- _Problem description_
Your answer should contain every line of the records, transcribed word for word.

- _Provided entries_
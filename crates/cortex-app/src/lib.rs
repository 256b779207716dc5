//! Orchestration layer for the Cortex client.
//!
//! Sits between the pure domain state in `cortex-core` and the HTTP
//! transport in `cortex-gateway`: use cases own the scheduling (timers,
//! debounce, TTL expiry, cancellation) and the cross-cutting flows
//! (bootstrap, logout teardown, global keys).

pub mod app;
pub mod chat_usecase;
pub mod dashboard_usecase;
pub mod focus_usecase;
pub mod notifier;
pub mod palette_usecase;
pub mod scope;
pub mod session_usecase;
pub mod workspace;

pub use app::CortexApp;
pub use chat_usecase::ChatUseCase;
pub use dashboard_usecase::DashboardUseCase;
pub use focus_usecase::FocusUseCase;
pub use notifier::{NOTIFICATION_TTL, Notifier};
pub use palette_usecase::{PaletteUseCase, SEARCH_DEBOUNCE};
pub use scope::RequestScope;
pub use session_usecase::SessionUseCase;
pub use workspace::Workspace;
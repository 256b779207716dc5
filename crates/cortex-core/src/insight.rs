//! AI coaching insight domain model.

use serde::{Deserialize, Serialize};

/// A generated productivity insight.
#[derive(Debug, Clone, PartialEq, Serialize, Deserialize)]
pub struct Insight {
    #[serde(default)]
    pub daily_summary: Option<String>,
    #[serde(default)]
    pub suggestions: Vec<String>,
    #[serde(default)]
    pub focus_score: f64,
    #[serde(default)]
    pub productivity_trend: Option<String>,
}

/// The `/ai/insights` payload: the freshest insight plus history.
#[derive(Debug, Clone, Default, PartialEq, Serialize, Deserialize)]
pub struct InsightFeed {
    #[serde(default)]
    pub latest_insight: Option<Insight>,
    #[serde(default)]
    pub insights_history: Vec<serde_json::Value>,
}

- _Solved problem_
filename crates/cortex-app/src/lib.rs
repository 256b779207716dc5
//! Orchestration layer for the Cortex client.
//!
//! Sits between the pure domain state in `cortex-core` and the HTTP
//! transport in `cortex-gateway`: use cases own the scheduling (timers,
//! debounce, TTL expiry, cancellation) and the cross-cutting flows
//! (bootstrap, logout teardown, global keys).

pub mod app;
pub mod chat_usecase;
pub mod dashboard_usecase;
pub mod focus_usecase;
pub mod notifier;
pub mod palette_usecase;
pub mod scope;
pub mod session_usecase;
pub mod workspace;

pub use app::CortexApp;
pub use chat_usecase::ChatUseCase;
pub use dashboard_usecase::DashboardUseCase;
pub use focus_usecase::FocusUseCase;
pub use notifier::{NOTIFICATION_TTL, Notifier};
pub use palette_usecase::{PaletteUseCase, SEARCH_DEBOUNCE};
pub use scope::RequestScope;
pub use session_usecase::SessionUseCase;
pub use workspace::Workspace;
repository 256b779207716dc5
filename crates/cortex-core/src/insight.rs
//! AI coaching insight domain model.

use serde::{Deserialize, Serialize};

/// A generated productivity insight.
#[derive(Debug, Clone, PartialEq, Serialize, Deserialize)]
pub struct Insight {
    #[serde(default)]
    pub daily_summary: Option<String>,
    #[serde(default)]
    pub suggestions: Vec<String>,
    #[serde(default)]
    pub focus_score: f64,
    #[serde(default)]
    pub productivity_trend: Option<String>,
}

/// The `/ai/insights` payload: the freshest insight plus history.
#[derive(Debug, Clone, Default, PartialEq, Serialize, Deserialize)]
pub struct InsightFeed {
    #[serde(default)]
    pub latest_insight: Option<Insight>,
    #[serde(default)]
    pub insights_history: Vec<serde_json::Value>,
}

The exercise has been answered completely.